The changes to rate limits in codex cli are a little frustrating. Hit me a little hard yesterday, hit the 5hr rate limit in 10 minutes before I figured out what was happening. That got me thinking: what do these limits actually cost compared to straight token-based access?
I ran a simple test this morning reviewing several ~20K specs on gpt-5.4 medium fast. After just five prompts the 5h quota dropped from 100% to 79% — 4.2% consumed per review of a 20k document.
Started off here:
5h limit: [████████████████████] 100% left (resets 10:57)
Representative prompt:
review docs/working-notes/investigations/injest_signal_catalog.md
generated a signal catalog for the current injest dags.

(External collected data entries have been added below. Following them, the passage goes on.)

//! The kernel facade
//!
//! Initialization, startup, the panic funnel and the user callouts.
use core::marker::PhantomData;
use core::sync::atomic::Ordering;

use crate::{
    klock::{lock_cpu, CpuLockCell},
    sched,
    thread::Thread,
    utils::Init,
    KernelTraits, PrioLevel,
};

/// Default stack-slack guard threshold, in bytes.
#[cfg(feature = "stack-check")]
pub const STACK_GUARD_DEFAULT: usize = 32;

/// Fatal invariant violations. Reported to the panic callout; without
/// one, the kernel halts with interrupts disabled.
#[derive(Debug, Clone, Copy, PartialEq, Eq)]
pub enum PanicCode {
    /// The scheduler ran with no ready thread. An idle thread at
    /// priority 0 must always exist.
    NoReadyThreads,
    /// A list node's neighbours disagree on its membership.
    ListUnlinkFailed,
    /// A blocking object was destroyed with waiters on it.
    ActiveSemaphoreDescoped,
    ActiveMutexDescoped,
    ActiveEventFlagDescoped,
    ActiveNotifyDescoped,
    ActiveCondVarDescoped,
    ActiveRwLockDescoped,
    /// A mailbox was destroyed while holding undelivered envelopes.
    ActiveMailboxDescoped,
    /// A thread object was destroyed while ready, running or blocked.
    RunningThreadDescoped,
    /// A thread's stack slack fell below the guard threshold.
    StackSlackViolated,
}

/// A callout receiving a thread reference.
pub type ThreadCallout<Traits> = fn(&'static Thread<Traits>);

pub(crate) struct Callouts<Traits: KernelTraits> {
    pub(crate) thread_create: CpuLockCell<Traits, Option<ThreadCallout<Traits>>>,
    pub(crate) thread_exit: CpuLockCell<Traits, Option<ThreadCallout<Traits>>>,
    pub(crate) context_switch: CpuLockCell<Traits, Option<ThreadCallout<Traits>>>,
    pub(crate) idle: CpuLockCell<Traits, Option<fn()>>,
    pub(crate) debug_print: CpuLockCell<Traits, Option<fn(&str)>>,
}

impl<Traits: KernelTraits> Init for Callouts<Traits> {
    #[allow(clippy::declare_interior_mutable_const)]
    const INIT: Self = Self {
        thread_create: Init::INIT,
        thread_exit: Init::INIT,
        context_switch: Init::INIT,
        idle: Init::INIT,
        debug_print: Init::INIT,
    };
}

/// The kernel entry points for one instantiation, addressed as
/// `Kernel::<SystemTraits>::...`.
pub struct Kernel<Traits>(PhantomData<Traits>);

impl<Traits: KernelTraits> Kernel<Traits> {
    /// Initialize the scheduler and timer scheduler. Must run before any
    /// kernel object is initialized.
    pub fn init() {
        let mut guard = lock_cpu::<Traits>().expect("kernel init inside a critical section");
        let lock = &mut guard.borrow_mut();
        let state = Traits::state();

        for (prio, list) in state.sched.ready.iter().enumerate() {
            list.set_priority(lock, prio as PrioLevel);
        }

        #[cfg(feature = "round-robin")]
        state.timers.quantum.init(lock);

        state.kernel_initialized.replace(&mut **lock, true);
    }

    /// Whether [`Kernel::start`] has run.
    pub fn is_started() -> bool {
        is_started::<Traits>()
    }

    /// Choose the first thread, arm the tick source, and hand the CPU to
    /// the port. Never returns.
    pub fn start() -> ! {
        // Safety: this is the one place `bootstrap` is meant to be called
        unsafe { bootstrap::<Traits>() };
        // Safety: the kernel is started; the tick handler has valid state
        unsafe { Traits::timer_start() };
        // Safety: `bootstrap` chose the first thread
        unsafe { Traits::start_threads() }
    }

    /// Report a fatal error. Never returns.
    pub fn panic(code: PanicCode) -> ! {
        panic::<Traits>(code)
    }

    /// Install the panic callout. Must be called before [`Kernel::start`].
    pub fn set_panic_handler(handler: fn(PanicCode)) {
        let _guard = lock_cpu::<Traits>().expect("callout change inside a critical section");
        // Safety: interrupts are disabled and the kernel is not running
        unsafe { Traits::state().panic_handler.set(Some(handler)) };
    }

    /// Install the thread-creation callout.
    ///
    /// Callouts run from kernel context and must not call kernel
    /// services.
    pub fn set_thread_create_callout(callout: ThreadCallout<Traits>) {
        let mut guard = lock_cpu::<Traits>().expect("callout change inside a critical section");
        let mut lock = guard.borrow_mut();
        Traits::state()
            .callouts
            .thread_create
            .replace(&mut *lock, Some(callout));
    }

    /// Install the thread-exit callout.
    pub fn set_thread_exit_callout(callout: ThreadCallout<Traits>) {
        let mut guard = lock_cpu::<Traits>().expect("callout change inside a critical section");
        let mut lock = guard.borrow_mut();
        Traits::state()
            .callouts
            .thread_exit
            .replace(&mut *lock, Some(callout));
    }

    /// Install the context-switch callout. It receives the outgoing
    /// thread and runs inside the critical section; it must not call
    /// kernel services.
    pub fn set_context_switch_callout(callout: ThreadCallout<Traits>) {
        let mut guard = lock_cpu::<Traits>().expect("callout change inside a critical section");
        let mut lock = guard.borrow_mut();
        Traits::state()
            .callouts
            .context_switch
            .replace(&mut *lock, Some(callout));
    }

    /// Install the idle hook, for the idle thread (or a tickless port's
    /// idle loop) to call.
    pub fn set_idle_callout(callout: fn()) {
        let mut guard = lock_cpu::<Traits>().expect("callout change inside a critical section");
        let mut lock = guard.borrow_mut();
        Traits::state().callouts.idle.replace(&mut *lock, Some(callout));
    }

    pub fn idle_callout() -> Option<fn()> {
        let mut guard = lock_cpu::<Traits>().expect("callout read inside a critical section");
        let lock = guard.borrow_mut();
        Traits::state().callouts.idle.get(&*lock)
    }

    /// Install the debug-print callout used by [`Kernel::debug_print`].
    pub fn set_debug_print_callout(callout: fn(&str)) {
        let mut guard = lock_cpu::<Traits>().expect("callout change inside a critical section");
        let mut lock = guard.borrow_mut();
        Traits::state()
            .callouts
            .debug_print
            .replace(&mut *lock, Some(callout));
    }

    /// Hand a string to the debug-print callout, if one is installed.
    pub fn debug_print(message: &str) {
        let callout = {
            let mut guard = lock_cpu::<Traits>().expect("callout read inside a critical section");
            let lock = guard.borrow_mut();
            Traits::state().callouts.debug_print.get(&*lock)
        };
        if let Some(callout) = callout {
            callout(message);
        }
    }

    /// Suspend the calling thread for `ms` milliseconds.
    pub fn sleep(ms: u32) {
        crate::thread::sleep::<Traits>(ms);
    }

    /// Voluntarily invoke the scheduler.
    pub fn yield_now() {
        sched::yield_now::<Traits>();
    }

    /// Rotate the current priority's ready list, then yield.
    pub fn coop_yield() {
        sched::coop_yield::<Traits>();
    }

    /// The currently running thread.
    pub fn current_thread() -> Option<&'static Thread<Traits>> {
        sched::current_thread::<Traits>()
    }

    /// Swap the scheduler-enabled flag, returning the previous value.
    pub fn set_scheduler(enable: bool) -> bool {
        sched::set_scheduler::<Traits>(enable)
    }

    /// Set the stack-slack guard threshold, in bytes.
    #[cfg(feature = "stack-check")]
    pub fn set_stack_guard_threshold(bytes: usize) {
        let mut guard = lock_cpu::<Traits>().expect("threshold change inside a critical section");
        let mut lock = guard.borrow_mut();
        Traits::state()
            .stack_guard_threshold
            .replace(&mut *lock, bytes);
    }
}

pub(crate) fn is_started<Traits: KernelTraits>() -> bool {
    Traits::state().started.load(Ordering::Relaxed)
}

/// Enable the scheduler, choose the first thread and mark the kernel
/// started. Split out of [`Kernel::start`] for ports (and simulators)
/// that dispatch the first thread themselves.
///
/// # Safety
///
/// Must be called exactly once, after `Kernel::init` and after at least
/// one thread (the priority-0 idle thread included) has been started.
pub unsafe fn bootstrap<Traits: KernelTraits>() {
    let mut guard = lock_cpu::<Traits>().expect("kernel start inside a critical section");
    let lock = &mut guard.borrow_mut();
    let state = Traits::state();

    sched::set_enabled_locked(lock, true);
    sched::schedule(lock);

    let next = state.sched.next.get(&**lock);
    state.sched.current.replace(&mut **lock, next);

    #[cfg(feature = "round-robin")]
    if let Some(next) = next {
        crate::quantum::update(lock, next);
    }

    state.started.store(true, Ordering::Relaxed);
}

/// The panic funnel: invoke the panic callout if one is installed,
/// otherwise halt with interrupts disabled.
pub(crate) fn panic<Traits: KernelTraits>(code: PanicCode) -> ! {
    if !Traits::is_critical_active() {
        // Safety: halting; the state is never released
        unsafe { Traits::enter_critical() };
    }

    // Safety: interrupts are disabled on the single core
    let handler = unsafe { Traits::state().panic_handler.get() };
    if let Some(handler) = handler {
        handler(code);
    }

    loop {
        core::hint::spin_loop();
    }
}

pub(crate) fn thread_create_callout<Traits: KernelTraits>() -> Option<ThreadCallout<Traits>> {
    let mut guard = lock_cpu::<Traits>().expect("callout read inside a critical section");
    let lock = guard.borrow_mut();
    Traits::state().callouts.thread_create.get(&*lock)
}

pub(crate) fn thread_exit_callout<Traits: KernelTraits>() -> Option<ThreadCallout<Traits>> {
    let mut guard = lock_cpu::<Traits>().expect("callout read inside a critical section");
    let lock = guard.borrow_mut();
    Traits::state().callouts.thread_exit.get(&*lock)
}

/// Route kernel panics into Rust test panics.
#[cfg(test)]
pub fn install_test_panic_handler<Traits: KernelTraits>() {
    fn handler(code: PanicCode) {
        panic!("kernel panic: {code:?}");
    }
    Kernel::<Traits>::set_panic_handler(handler);
}
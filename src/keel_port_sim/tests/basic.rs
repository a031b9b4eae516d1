//! Thread lifecycle and scheduling basics.
use keel_kernel::{Kernel, Semaphore, ThreadState};

#[macro_use]
mod common;

#[test]
fn boot_selects_highest_priority() {
    kernel_fixture!(Sys);
    spawn_thread!(IDLE: Sys, prio 0);
    spawn_thread!(LOW: Sys, prio 1);
    spawn_thread!(HIGH: Sys, prio 2);
    Sys::boot();

    assert_current!(Sys, HIGH);
    assert_eq!(HIGH.state(), ThreadState::Ready);
    assert_eq!(LOW.state(), ThreadState::Ready);
}

// Two threads at priorities 1 and 2 plus the idle thread; each goes to
// sleep for 50 ms in turn (modelled as a timed pend on a semaphore nobody
// posts), and after 50 ticks both wake with the higher-priority one
// running first.
#[test]
fn sleepers_wake_by_priority() {
    kernel_fixture!(Sys);
    spawn_thread!(IDLE: Sys, prio 0);
    spawn_thread!(LOW: Sys, prio 1);
    spawn_thread!(HIGH: Sys, prio 2);
    static HIGH_SLEEP: Semaphore<Sys> = Semaphore::new();
    static LOW_SLEEP: Semaphore<Sys> = Semaphore::new();
    HIGH_SLEEP.init(0, 1);
    LOW_SLEEP.init(0, 1);
    Sys::boot();

    assert_current!(Sys, HIGH);
    let _ = HIGH_SLEEP.pend_timeout(50);
    Sys::pump();
    assert_current!(Sys, LOW);
    assert_eq!(HIGH.state(), ThreadState::Blocked);

    let _ = LOW_SLEEP.pend_timeout(50);
    Sys::pump();
    assert_current!(Sys, IDLE);
    assert_eq!(LOW.state(), ThreadState::Blocked);

    Sys::advance_ticks(49);
    assert_current!(Sys, IDLE);

    Sys::advance_ticks(1);
    assert_eq!(HIGH.state(), ThreadState::Ready);
    assert_eq!(LOW.state(), ThreadState::Ready);
    assert_current!(Sys, HIGH);
}

#[test]
fn yield_without_competition_keeps_current() {
    kernel_fixture!(Sys);
    spawn_thread!(IDLE: Sys, prio 0);
    spawn_thread!(ONLY: Sys, prio 3);
    Sys::boot();

    assert_current!(Sys, ONLY);
    Kernel::<Sys>::yield_now();
    Sys::pump();
    assert_current!(Sys, ONLY);
}

#[test]
fn stop_and_restart() {
    kernel_fixture!(Sys);
    spawn_thread!(IDLE: Sys, prio 0);
    spawn_thread!(WORKER: Sys, prio 1);
    Sys::boot();

    assert_current!(Sys, WORKER);
    WORKER.stop();
    Sys::pump();
    assert_eq!(WORKER.state(), ThreadState::Stop);
    assert_current!(Sys, IDLE);

    WORKER.start();
    Sys::pump();
    assert_eq!(WORKER.state(), ThreadState::Ready);
    assert_current!(Sys, WORKER);
}

#[test]
fn exit_forfeits_priority() {
    kernel_fixture!(Sys);
    spawn_thread!(IDLE: Sys, prio 0);
    spawn_thread!(WORKER: Sys, prio 5);
    Sys::boot();

    assert_current!(Sys, WORKER);
    WORKER.exit();
    Sys::pump();
    assert_eq!(WORKER.state(), ThreadState::Exit);
    assert_eq!(WORKER.priority(), 0);
    assert_eq!(WORKER.current_priority(), 0);
    assert_current!(Sys, IDLE);
}

#[test]
fn set_priority_reschedules() {
    kernel_fixture!(Sys);
    spawn_thread!(IDLE: Sys, prio 0);
    spawn_thread!(A: Sys, prio 1);
    spawn_thread!(B: Sys, prio 2);
    Sys::boot();

    assert_current!(Sys, B);
    // Dropping below A hands the processor over.
    B.set_priority(1);
    Sys::pump();
    assert_current!(Sys, A);
    assert_eq!(B.priority(), 1);

    // Raising B above A takes it back.
    B.set_priority(3);
    Sys::pump();
    assert_current!(Sys, B);
}

#[test]
fn thread_ids_and_names() {
    kernel_fixture!(Sys);
    spawn_thread!(IDLE: Sys, prio 0);
    spawn_thread!(WORKER: Sys, prio 1);
    Sys::boot();

    assert_ne!(IDLE.id(), WORKER.id());
    assert_eq!(WORKER.name(), None);
    WORKER.set_name("worker");
    assert_eq!(WORKER.name(), Some("worker"));
}

#[test]
fn stack_slack_reports_untouched_depth() {
    kernel_fixture!(Sys);
    spawn_thread!(IDLE: Sys, prio 0);
    spawn_thread!(WORKER: Sys, prio 1);
    Sys::boot();

    // The simulated port seeds a two-word frame at the top; everything
    // below it still carries the fill pattern.
    let word = core::mem::size_of::<usize>();
    let slack = WORKER.stack_slack();
    assert!(slack >= 58 * word, "slack {slack} too small");
    assert!(slack <= 62 * word, "slack {slack} too large");
}

#[test]
#[should_panic(expected = "NoReadyThreads")]
fn empty_ready_set_panics() {
    kernel_fixture!(Sys);
    // No idle thread: choosing the first thread must panic.
    Sys::boot();
}
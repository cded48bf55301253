use anyhow::Context;
use clap::error::ErrorKind;
use clap::Parser;
use colored::Colorize;

use supplement_scrape::config::{load_config, Cli, USAGE};
use supplement_scrape::scrape_listing;
use supplement_scrape::utilities::logger::init_logger;

#[tokio::main(flavor = "current_thread")]
async fn main() {
    let cli = match Cli::try_parse() {
        Ok(cli) => cli,
        Err(e) if e.kind() == ErrorKind::DisplayHelp => {
            println!("{}", USAGE);
            return;
        }
        Err(_) => {
            eprintln!("{}", USAGE.red());
            std::process::exit(2);
        }
    };

    init_logger();

    if let Err(e) = run(cli).await {
        eprintln!("{}", format!("Error: {:#}", e).red());
        std::process::exit(1);
    }
}

async fn run(cli: Cli) -> anyhow::Result<()> {
    let config = load_config().context("Failed to load configuration")?;

    scrape_listing(&config, cli.product, cli.sort_type)
        .await
        .with_context(|| format!("Failed to scrape {:?} listing", cli.product))?;

    Ok(())
}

am looking to build v2 of the validator based on a similar architecture to the one we
described for ADS.
After the 5th prompt:
5h limit: [████████████████░░░░] 79% left (resets 10:57)
To see what was really happening under the hood, I benchmarked the exact same prompt + document against a local LLM (Codestral). The numbers came back clean:
slot print_timing: id 0 | task 1193 |
prompt eval time = 1614.52 ms / 742 tokens ( 2.18 ms per token, 459.58 tokens per second)
eval time = 1822.04 ms / 31 tokens ( 58.78 ms per token, 17.01 tokens per second)
total time = 3436.55 ms / 773 tokens
slot release: id 0 | task 1193 | stop processing: n_tokens = 786, truncated = 0
To make this easier to understand, for this single LLM call, the 20K spec was tokenized down to just 742 input tokens under it’s tokenizer.
- 742 input tokens (prompt eval)
- 31 output tokens (generation)
- Total: 773 tokens processed
Even though Codex CLI is agentic and uses more tokens than a single-pass call, burning 4.2% of the 5h quota on a 20K document review feels excessive.
On the published GPT-5.4 API pricing, that exact single-pass review would cost roughly $0.0023 (0.23 cents).
I’m currently on OpenAI’s Business plan at $20 per seat per month ($80 total for our four seats). While there are no extra per-token charges, the 5-hour limit makes it far more expensive in practice than it looks. At my observed rate I can only complete about 23–24 of these reviews before hitting the wall in any 5-hour window, well short of a full workday.
Using the 773-token benchmark as a conservative baseline, that works out to an effective rate of about $31 per million tokens on the Business plan - more than 12× OpenAI’s $2.50 per million input token price on the token-based API. The real multiplier is almost certainly higher because the full agentic workflow (planning, file reads, verification loops) consumes significantly more tokens than this benchmark shows.
Bottom line: for this kind of daily volume the token-based plan is dramatically cheaper and has zero rate limits. The subscription feels like a bad deal once you do the math. Kicking myself for paying for the seats 2 years in advance. Feels like I’m the victim of a bait and switch.